I didn’t realize how BIG Nova Scotia was. It really does take hours to get across, but that didn’t deter us from heading to the northernmost part – Cape Breton. Specifically we wanted to visit the National Park because I had heard such good things!

When We Visited: August 19-21, 2018

Ages of Kids: 12, 10, & 8

Where we stayed: We camped in Cheticamp on the west side of the park. While our friends snagged a site for the whole time, we actually had to move in the middle but it wasn’t crazy. Both sites were unserviced (dry) but the temps were manageable and we did okay. Next time I’d be tempted to stay there for a few days and then tow around and over to Ignogish and park closer to the beach!

The main attraction for this park is driving the Cabot Trail – a beautifully scenic highway that runs the length of the park. We were told we really needed to drive it on a motorcycle, but realistically that just wasn’t going to happen!

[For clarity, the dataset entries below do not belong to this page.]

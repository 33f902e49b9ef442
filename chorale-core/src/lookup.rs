//! Harmonic lookup: scale degree + tonality + mode to a resolved triad
//!
//! Pure and total over the seven diatonic degrees. Minor keys use harmonic
//! minor (raised leading tone for V and vii°) with a major mediant.

use crate::types::chord::ResolvedChord;
use crate::types::note::{parse_tonality, Note, Spelling};
use crate::types::roman_numeral::{DegreeToken, Mode, ScaleDegree};
use anyhow::{Context, Result};

const MAJOR_SCALE: [u8; 7] = [0, 2, 4, 5, 7, 9, 11];
const HARMONIC_MINOR_SCALE: [u8; 7] = [0, 2, 3, 5, 7, 8, 11];

/// Semitone offsets from the tonic of the root, third and fifth of a degree
fn triad_offsets(degree: ScaleDegree, mode: Mode) -> [u8; 3] {
    if mode == Mode::Minor && degree == ScaleDegree::III {
        // Mediant keeps the natural seventh so it stays a major triad
        return [3, 7, 10];
    }
    let scale = match mode {
        Mode::Major => &MAJOR_SCALE,
        Mode::Minor => &HARMONIC_MINOR_SCALE,
    };
    let d = degree.index();
    [scale[d], scale[(d + 2) % 7], scale[(d + 4) % 7]]
}

/// Minor keys whose signatures carry flats: C, D, F and G minor
const FLAT_MINOR_TONICS: [u8; 4] = [0, 2, 5, 7];

fn key_spelling(tonic: Note, mode: Mode) -> Spelling {
    match mode {
        Mode::Major => tonic.spelling(),
        Mode::Minor if FLAT_MINOR_TONICS.contains(&tonic.pitch_class()) => Spelling::Flat,
        Mode::Minor => tonic.spelling(),
    }
}

/// Resolve a degree token against a tonic note.
pub fn lookup(token: DegreeToken, tonic: Note, mode: Mode) -> Result<ResolvedChord> {
    let offsets = triad_offsets(token.degree, mode);
    let spelling = key_spelling(tonic, mode);
    let mut triad = [tonic; 3];
    for (slot, offset) in triad.iter_mut().zip(offsets) {
        let pitch_class = (tonic.pitch_class() + offset) % 12;
        // The raised leading tone of harmonic minor is always written sharp
        let slot_spelling = if mode == Mode::Minor && offset == 11 {
            Spelling::Sharp
        } else {
            spelling
        };
        *slot = Note::new(pitch_class)?.respelled(slot_spelling);
    }
    ResolvedChord::from_triad(token, mode, triad)
}

/// String-facing form: `lookup_degree("V/2", "C", Mode::Major)`
pub fn lookup_degree(token: &str, tonality: &str, mode: Mode) -> Result<ResolvedChord> {
    let token: DegreeToken = token.parse()?;
    let tonic = parse_tonality(tonality)?;
    lookup(token, tonic, mode).with_context(|| format!("resolving {} in {} {}", token, tonality, mode))
}

#[cfg(test)]
mod tests {
    use super::*;
    use crate::types::chord::HarmonicFunction;

    fn names(chord: &ResolvedChord) -> Vec<String> {
        chord.triad().iter().map(|n| n.to_string()).collect()
    }

    #[test]
    fn test_c_major_triads() {
        let expected = [
            ("I", "C", vec!["C", "E", "G"]),
            ("ii", "Dm", vec!["D", "F", "A"]),
            ("iii", "Em", vec!["E", "G", "B"]),
            ("IV", "F", vec!["F", "A", "C"]),
            ("V", "G", vec!["G", "B", "D"]),
            ("vi", "Am", vec!["A", "C", "E"]),
            ("vii°", "Bdim", vec!["B", "D", "F"]),
        ];
        for (degree, symbol, notes) in expected {
            let chord = lookup_degree(degree, "C", Mode::Major).unwrap();
            assert_eq!(chord.roman_label(), degree);
            assert_eq!(chord.chord_symbol(), symbol);
            assert_eq!(names(&chord), notes);
        }
    }

    #[test]
    fn test_key_spelling() {
        let iv = lookup_degree("IV", "F", Mode::Major).unwrap();
        assert_eq!(iv.chord_symbol(), "Bb");

        let v = lookup_degree("V", "D", Mode::Major).unwrap();
        assert_eq!(names(&v), vec!["A", "C#", "E"]);

        let ii = lookup_degree("ii", "Eb", Mode::Major).unwrap();
        assert_eq!(ii.chord_symbol(), "Fm");
        assert_eq!(names(&ii), vec!["F", "Ab", "C"]);
    }

    #[test]
    fn test_harmonic_minor() {
        let v = lookup_degree("V", "A", Mode::Minor).unwrap();
        assert_eq!(names(&v), vec!["E", "G#", "B"]);
        assert_eq!(v.roman_label(), "V");

        let i = lookup_degree("I", "A", Mode::Minor).unwrap();
        assert_eq!(i.roman_label(), "i");
        assert_eq!(i.chord_symbol(), "Am");

        let iii = lookup_degree("III", "A", Mode::Minor).unwrap();
        assert_eq!(iii.chord_symbol(), "C");

        let ii = lookup_degree("ii", "A", Mode::Minor).unwrap();
        assert_eq!(ii.roman_label(), "ii°");
        assert_eq!(ii.chord_symbol(), "Bdim");

        let iv = lookup_degree("iv", "D", Mode::Minor).unwrap();
        assert_eq!(names(&iv), vec!["G", "Bb", "D"]);
        let v = lookup_degree("V", "D", Mode::Minor).unwrap();
        assert_eq!(names(&v), vec!["A", "C#", "E"]);
    }

    #[test]
    fn test_functions_and_inversions() {
        let v64 = lookup_degree("V/2", "C", Mode::Major).unwrap();
        assert_eq!(v64.roman_label(), "V6/4");
        assert_eq!(v64.bass_tone().to_string(), "D");
        assert_eq!(v64.function(), HarmonicFunction::Dominant);

        let ii6 = lookup_degree("ii/1", "C", Mode::Major).unwrap();
        assert_eq!(ii6.roman_label(), "ii6");
        assert_eq!(ii6.chord_symbol(), "Dm/F");
        assert_eq!(ii6.function(), HarmonicFunction::Subdominant);
    }

    #[test]
    fn test_invalid_input() {
        assert!(lookup_degree("I", "H", Mode::Major).is_err());
        assert!(lookup_degree("IX", "C", Mode::Major).is_err());
    }
}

Instead of seeing the park piece by piece we determined it would be better to just take off a day of work and spend the whole day exploring! We hadn’t this in a LONG time and although it was a long day we had a blast.

Driving the Cabot Trail

I think most people drive the trail counter-clockwise but since we were already camped on the west side we went the opposite direction. We told the kids we were doing a “10 Hike Challenge” along the way and for the most part everyone stayed enthusiastic. We felt like it was a great way to stop along the way and see various highlights of the park.

“When planning our adventures in Cape Breton Highlands National Park, we decided to take work off and spend the entire day driving & hiking footpaths along the Cabot Trail with our friends @alyssakerickson & @cperickson.

The road winds along the seashore, through the trees and then back to the opposite seashore for 108 km of pretty spectacular scenery.

We haven’t taken an entire day for intense exploring in a long time and it was fabulous. By the end we were exhausted but our adventurous souls were satisfied.” – @currentlywandering

“The shores of Nova Scotia have completely taken me by surprise. This section in particular reminded me of Lake Superior with it’s craggy rocks and blue water. I loved it!

About halfway into our 10 hike challenge, the kids found a burst of energy to scramble up and down to the water and back. Hanging with friends on this trip has been awesome. Outdoor activities always seem to go smoother when the kids (okay adults too) have someone to hang with!” – @currentlywandering

“When we originally planned our route to include Nova Scotia, ‘beach’ was the furthest word from my mind.

Now we can’t get enough.

First we thought we’d just dip our toes in. Then up to our ankles, then a wave came and splashed up to our knees. Before we knew it we were ducking waves and laughing in the salt spray.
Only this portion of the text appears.